■ **BRIEF**
For the word "order", state the number of lines in the data that contain it, and nothing else.

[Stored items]
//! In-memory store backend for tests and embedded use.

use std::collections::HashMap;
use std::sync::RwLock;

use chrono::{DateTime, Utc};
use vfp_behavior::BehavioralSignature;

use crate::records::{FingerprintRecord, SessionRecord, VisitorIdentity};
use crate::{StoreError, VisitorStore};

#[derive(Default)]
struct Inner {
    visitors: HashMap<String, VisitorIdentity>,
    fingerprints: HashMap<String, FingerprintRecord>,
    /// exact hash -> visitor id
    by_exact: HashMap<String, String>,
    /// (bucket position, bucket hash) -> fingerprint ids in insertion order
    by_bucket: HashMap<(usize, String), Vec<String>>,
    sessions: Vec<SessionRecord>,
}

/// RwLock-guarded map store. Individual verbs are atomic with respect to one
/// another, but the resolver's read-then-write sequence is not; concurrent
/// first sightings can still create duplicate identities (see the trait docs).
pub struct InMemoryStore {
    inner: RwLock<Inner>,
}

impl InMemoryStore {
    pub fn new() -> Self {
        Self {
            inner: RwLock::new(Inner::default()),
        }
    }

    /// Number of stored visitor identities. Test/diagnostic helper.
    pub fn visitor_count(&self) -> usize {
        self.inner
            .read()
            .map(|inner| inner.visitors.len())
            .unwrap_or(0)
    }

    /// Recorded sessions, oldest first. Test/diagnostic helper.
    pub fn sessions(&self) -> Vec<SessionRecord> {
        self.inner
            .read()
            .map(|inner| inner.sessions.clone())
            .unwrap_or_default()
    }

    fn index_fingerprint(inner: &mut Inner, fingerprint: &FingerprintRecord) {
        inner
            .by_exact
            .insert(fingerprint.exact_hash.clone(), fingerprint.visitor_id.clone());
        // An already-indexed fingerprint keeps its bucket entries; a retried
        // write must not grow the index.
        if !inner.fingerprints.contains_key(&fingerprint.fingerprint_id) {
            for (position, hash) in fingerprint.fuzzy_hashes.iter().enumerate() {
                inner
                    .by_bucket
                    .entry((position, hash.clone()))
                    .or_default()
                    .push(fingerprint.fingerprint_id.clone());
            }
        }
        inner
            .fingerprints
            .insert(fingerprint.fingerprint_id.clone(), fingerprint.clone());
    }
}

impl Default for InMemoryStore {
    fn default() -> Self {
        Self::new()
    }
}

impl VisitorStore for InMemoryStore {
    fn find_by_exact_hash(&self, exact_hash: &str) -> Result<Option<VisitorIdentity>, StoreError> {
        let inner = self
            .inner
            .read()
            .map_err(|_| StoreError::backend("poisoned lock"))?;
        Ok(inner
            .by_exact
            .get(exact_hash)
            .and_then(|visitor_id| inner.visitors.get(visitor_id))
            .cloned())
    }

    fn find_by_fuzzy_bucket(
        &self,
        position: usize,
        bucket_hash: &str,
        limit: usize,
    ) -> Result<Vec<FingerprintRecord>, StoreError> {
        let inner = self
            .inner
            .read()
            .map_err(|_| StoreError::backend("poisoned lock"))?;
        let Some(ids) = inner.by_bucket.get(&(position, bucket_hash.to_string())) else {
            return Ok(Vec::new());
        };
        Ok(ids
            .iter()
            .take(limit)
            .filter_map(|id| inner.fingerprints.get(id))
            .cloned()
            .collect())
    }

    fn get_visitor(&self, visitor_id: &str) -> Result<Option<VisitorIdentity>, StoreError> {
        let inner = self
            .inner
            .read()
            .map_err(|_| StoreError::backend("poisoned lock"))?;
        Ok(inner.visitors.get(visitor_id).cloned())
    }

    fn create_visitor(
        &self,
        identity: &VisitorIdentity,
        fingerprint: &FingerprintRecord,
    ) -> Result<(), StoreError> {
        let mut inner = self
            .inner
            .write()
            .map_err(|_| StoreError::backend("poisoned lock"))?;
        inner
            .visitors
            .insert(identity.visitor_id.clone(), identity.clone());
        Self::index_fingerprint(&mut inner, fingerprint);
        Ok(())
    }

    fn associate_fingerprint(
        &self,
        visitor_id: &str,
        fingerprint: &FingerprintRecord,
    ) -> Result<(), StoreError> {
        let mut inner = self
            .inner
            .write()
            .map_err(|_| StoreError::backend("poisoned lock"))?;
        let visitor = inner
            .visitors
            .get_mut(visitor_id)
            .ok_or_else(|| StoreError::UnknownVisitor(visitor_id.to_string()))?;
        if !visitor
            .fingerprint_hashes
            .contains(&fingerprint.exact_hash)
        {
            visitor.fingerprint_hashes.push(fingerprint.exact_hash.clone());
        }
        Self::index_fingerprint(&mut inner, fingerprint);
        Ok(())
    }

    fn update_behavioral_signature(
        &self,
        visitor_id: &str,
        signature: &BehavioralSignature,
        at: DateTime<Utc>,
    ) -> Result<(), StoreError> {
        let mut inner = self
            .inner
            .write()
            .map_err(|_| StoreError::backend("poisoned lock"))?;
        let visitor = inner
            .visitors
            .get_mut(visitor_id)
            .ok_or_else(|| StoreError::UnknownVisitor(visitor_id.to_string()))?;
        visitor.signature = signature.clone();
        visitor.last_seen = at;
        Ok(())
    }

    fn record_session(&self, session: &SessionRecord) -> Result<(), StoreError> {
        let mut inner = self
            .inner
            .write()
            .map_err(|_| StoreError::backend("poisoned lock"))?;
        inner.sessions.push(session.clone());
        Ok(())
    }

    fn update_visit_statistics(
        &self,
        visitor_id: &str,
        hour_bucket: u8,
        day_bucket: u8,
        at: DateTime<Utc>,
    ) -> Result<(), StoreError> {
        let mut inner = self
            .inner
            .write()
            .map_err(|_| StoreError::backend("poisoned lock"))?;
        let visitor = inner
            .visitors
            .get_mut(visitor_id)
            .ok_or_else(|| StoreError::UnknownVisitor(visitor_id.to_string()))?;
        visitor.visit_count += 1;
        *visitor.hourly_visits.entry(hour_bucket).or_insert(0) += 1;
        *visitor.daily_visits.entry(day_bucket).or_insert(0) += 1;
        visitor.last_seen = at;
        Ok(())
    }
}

...

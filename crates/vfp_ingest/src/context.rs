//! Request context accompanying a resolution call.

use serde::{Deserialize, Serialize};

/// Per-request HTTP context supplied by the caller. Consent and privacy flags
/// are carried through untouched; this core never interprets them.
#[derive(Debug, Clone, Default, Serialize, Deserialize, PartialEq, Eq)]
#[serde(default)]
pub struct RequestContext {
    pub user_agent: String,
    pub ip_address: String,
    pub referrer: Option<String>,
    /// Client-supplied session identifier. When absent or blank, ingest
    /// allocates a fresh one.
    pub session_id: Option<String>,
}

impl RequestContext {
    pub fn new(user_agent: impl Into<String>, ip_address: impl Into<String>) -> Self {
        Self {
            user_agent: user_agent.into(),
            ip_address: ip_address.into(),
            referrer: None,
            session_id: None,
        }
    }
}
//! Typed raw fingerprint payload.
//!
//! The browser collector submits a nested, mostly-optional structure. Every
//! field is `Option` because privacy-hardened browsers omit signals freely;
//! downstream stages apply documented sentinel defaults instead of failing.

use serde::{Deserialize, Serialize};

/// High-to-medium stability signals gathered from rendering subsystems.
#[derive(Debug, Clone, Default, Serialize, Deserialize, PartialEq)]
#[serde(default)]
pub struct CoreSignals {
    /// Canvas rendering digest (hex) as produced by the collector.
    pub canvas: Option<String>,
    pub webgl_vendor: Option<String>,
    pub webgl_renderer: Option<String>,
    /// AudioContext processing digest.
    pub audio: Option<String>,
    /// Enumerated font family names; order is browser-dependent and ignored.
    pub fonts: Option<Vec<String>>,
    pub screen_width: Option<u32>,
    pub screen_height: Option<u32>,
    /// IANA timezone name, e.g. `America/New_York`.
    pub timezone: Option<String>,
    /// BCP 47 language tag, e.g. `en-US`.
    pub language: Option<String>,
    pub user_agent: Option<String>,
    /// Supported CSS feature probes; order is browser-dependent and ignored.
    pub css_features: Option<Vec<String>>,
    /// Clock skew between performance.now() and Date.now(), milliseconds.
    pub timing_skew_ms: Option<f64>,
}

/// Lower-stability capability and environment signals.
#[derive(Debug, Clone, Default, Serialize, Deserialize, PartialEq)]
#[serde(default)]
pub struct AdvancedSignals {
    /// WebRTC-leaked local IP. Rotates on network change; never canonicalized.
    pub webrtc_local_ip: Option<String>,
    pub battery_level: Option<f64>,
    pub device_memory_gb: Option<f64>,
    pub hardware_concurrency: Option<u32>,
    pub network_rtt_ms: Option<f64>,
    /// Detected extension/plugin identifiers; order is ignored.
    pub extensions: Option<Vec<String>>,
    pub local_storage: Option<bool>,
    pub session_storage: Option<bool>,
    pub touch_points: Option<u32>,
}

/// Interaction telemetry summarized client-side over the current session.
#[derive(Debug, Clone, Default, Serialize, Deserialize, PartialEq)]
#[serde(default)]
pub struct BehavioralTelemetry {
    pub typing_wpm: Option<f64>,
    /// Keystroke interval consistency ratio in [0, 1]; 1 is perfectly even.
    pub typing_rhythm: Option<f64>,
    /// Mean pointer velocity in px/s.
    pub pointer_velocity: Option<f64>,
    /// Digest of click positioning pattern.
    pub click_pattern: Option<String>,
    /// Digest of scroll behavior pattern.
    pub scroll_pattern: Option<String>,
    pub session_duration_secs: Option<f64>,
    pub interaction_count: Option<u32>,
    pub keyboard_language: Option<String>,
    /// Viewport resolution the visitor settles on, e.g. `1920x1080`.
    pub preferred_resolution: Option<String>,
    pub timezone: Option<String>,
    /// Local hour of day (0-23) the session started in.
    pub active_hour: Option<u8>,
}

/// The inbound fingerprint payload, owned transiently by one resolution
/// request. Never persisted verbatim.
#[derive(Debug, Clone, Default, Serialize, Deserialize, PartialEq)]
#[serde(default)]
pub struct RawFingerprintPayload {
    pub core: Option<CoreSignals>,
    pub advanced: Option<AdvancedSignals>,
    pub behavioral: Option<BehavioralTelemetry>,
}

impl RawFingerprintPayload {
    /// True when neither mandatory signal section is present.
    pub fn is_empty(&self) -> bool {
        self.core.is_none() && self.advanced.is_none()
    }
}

■ **RESULT FOR THIS TASK**
4